Purpose: To determine the effect of the apolipoprotein E (APOE) genotype on atrophy rates of specific brain gray matter regions hypothesized to be key components of cognitive networks disrupted in Alzheimer disease.
Materials and methods: The Alzheimer's Disease Neuroimaging Initiative (ADNI) was approved by the institutional review boards of all participating sites. All subjects and their legal representatives gave written informed consent prior to data collection. The authors analyzed data from 237 subjects (mean age, 79.9 years; 40% female) with mild cognitive impairment (MCI) in the ADNI database and assessed the effect of the APOE ε4 and ε2 alleles on regional brain atrophy rates over a 12-48-month period. Brain regions were selected a priori: 15 experimental and five control regions were included. Regional atrophy rates were derived by using a fully automated algorithm applied to T1-weighted magnetic resonance (MR) imaging data. Analysis consisted of mixed-effects linear regression with repeated measures; results were adjusted for multiple testing with Bonferroni correction.
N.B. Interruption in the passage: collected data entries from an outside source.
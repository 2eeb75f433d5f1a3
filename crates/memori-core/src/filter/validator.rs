//! Filter Validator
//!
//! Walks a `FilterNode` tree and emits errors (block execution) and
//! warnings (advisory only).

use regex::Regex;
use serde::{Deserialize, Serialize};
use std::collections::HashSet;

use crate::filter::{ComparisonOp, FilterNode, FilterValue, LogicalOp, Operator};

const MAX_DEPTH_WARNING: usize = 10;

#[derive(Debug, Clone, Serialize, Deserialize)]
#[serde(rename_all = "camelCase")]
pub struct ValidationIssue {
    pub code: String,
    pub message: String,
    pub field: String,
}

#[derive(Debug, Clone, Default, Serialize, Deserialize)]
#[serde(rename_all = "camelCase")]
pub struct ValidationResult {
    pub errors: Vec<ValidationIssue>,
    pub warnings: Vec<ValidationIssue>,
}

impl ValidationResult {
    pub fn is_valid(&self) -> bool {
        self.errors.is_empty()
    }

    fn error(&mut self, code: &str, message: impl Into<String>, field: impl Into<String>) {
        self.errors.push(ValidationIssue { code: code.to_string(), message: message.into(), field: field.into() });
    }

    fn warning(&mut self, code: &str, message: impl Into<String>, field: impl Into<String>) {
        self.warnings.push(ValidationIssue { code: code.to_string(), message: message.into(), field: field.into() });
    }
}

/// Validates a filter tree, returning a result with `isValid = errors.is_empty()`.
pub fn validate(node: &FilterNode) -> ValidationResult {
    let mut result = ValidationResult::default();
    walk(node, 0, &mut result);
    result
}

fn walk(node: &FilterNode, depth: usize, result: &mut ValidationResult) {
    if depth > MAX_DEPTH_WARNING {
        result.warning("excessive_nesting", format!("filter nests {depth} levels deep"), node.field.clone());
    }

    match node.operator {
        Operator::Logical(LogicalOp::And) | Operator::Logical(LogicalOp::Or) => {
            if node.children.len() < 2 {
                result.error("invalid_shape", "and/or nodes require at least 2 children", "");
            }
            check_redundant_siblings(&node.children, result);
        }
        Operator::Logical(LogicalOp::Not) => {
            if node.children.len() != 1 {
                result.error("invalid_shape", "not nodes require exactly 1 child", "");
            }
        }
        Operator::Comparison(op) => validate_comparison(node, op, result),
        Operator::Spatial(_) => {
            tracing::debug!(field = %node.field, operator = node.operator.name(), "rejected unsupported spatial operator");
            result.error(
                "unsupported_operator",
                format!("spatial operator '{}' is not supported", node.operator.name()),
                node.field.clone(),
            );
        }
        Operator::Temporal(_) | Operator::Semantic(_) => {
            if node.field.is_empty() {
                result.error("invalid_shape", "field must be non-empty", "");
            }
        }
    }

    if !node.is_logical() && node.field.is_empty() {
        result.error("invalid_shape", "comparison nodes require a non-empty field", "");
    }

    for child in &node.children {
        walk(child, depth + 1, result);
    }
}

fn validate_comparison(node: &FilterNode, op: ComparisonOp, result: &mut ValidationResult) {
    match op {
        ComparisonOp::In | ComparisonOp::NotIn => {
            if node.value.as_array().is_none() {
                result.error("invalid_value", format!("{} requires an array value", node.operator.name()), node.field.clone());
            }
        }
        ComparisonOp::Between => match node.value.as_array() {
            Some(items) if items.len() == 2 => {}
            _ => result.error("invalid_value", "between requires an array of exactly 2 values", node.field.clone()),
        },
        ComparisonOp::Regex => match node.value.as_str_coerced() {
            Some(pattern) => {
                match Regex::new(&pattern) {
                    Ok(_) => {
                        if pattern.starts_with(".*") || pattern.starts_with("^.*") {
                            result.warning("inefficient_regex", "leading wildcard regex scans every candidate", node.field.clone());
                        }
                    }
                    Err(e) => result.error("invalid_regex", e.to_string(), node.field.clone()),
                }
            }
            None => result.error("invalid_value", "regex requires a string pattern", node.field.clone()),
        },
        ComparisonOp::Gt | ComparisonOp::Lt | ComparisonOp::Ge | ComparisonOp::Le => {
            if node.value.as_f64().is_none() {
                result.warning("type_mismatch", "numeric operator used with non-numeric literal", node.field.clone());
            }
        }
        _ => {}
    }
}

fn check_redundant_siblings(children: &[FilterNode], result: &mut ValidationResult) {
    let mut seen: HashSet<(String, &'static str, String)> = HashSet::new();
    for child in children {
        let key = (child.field.clone(), child.operator.name(), format_value(&child.value));
        if !seen.insert(key) {
            result.warning("redundant_filters", "duplicate (field, operator, value) among siblings", child.field.clone());
        }
    }
}

fn format_value(value: &FilterValue) -> String {
    serde_json::to_string(value).unwrap_or_default()
}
Results: Thirteen of 15 experimental regions showed a significant effect of ε4 for higher atrophy rates (P < .001 for all). Cohen d values ranged from 0.26 to 0.42, with the largest effects seen in the amygdalae and hippocampi. The transverse temporal cortex showed a trend (P = .02, but did not survive Bonferroni correction) for a protective effect (Cohen d value = 0.15) of ε2. No control region showed an APOE effect.
Conclusion: The APOE ε4 allele is associated with accelerated rates of atrophy in 13 distinct brain regions in limbic and neocortical areas. This suggests the possibility of a genotype-specific network of related brain regions that undergo faster atrophy in MCI and potentially contribute to cognitive decline. Online supplemental material is available for this article.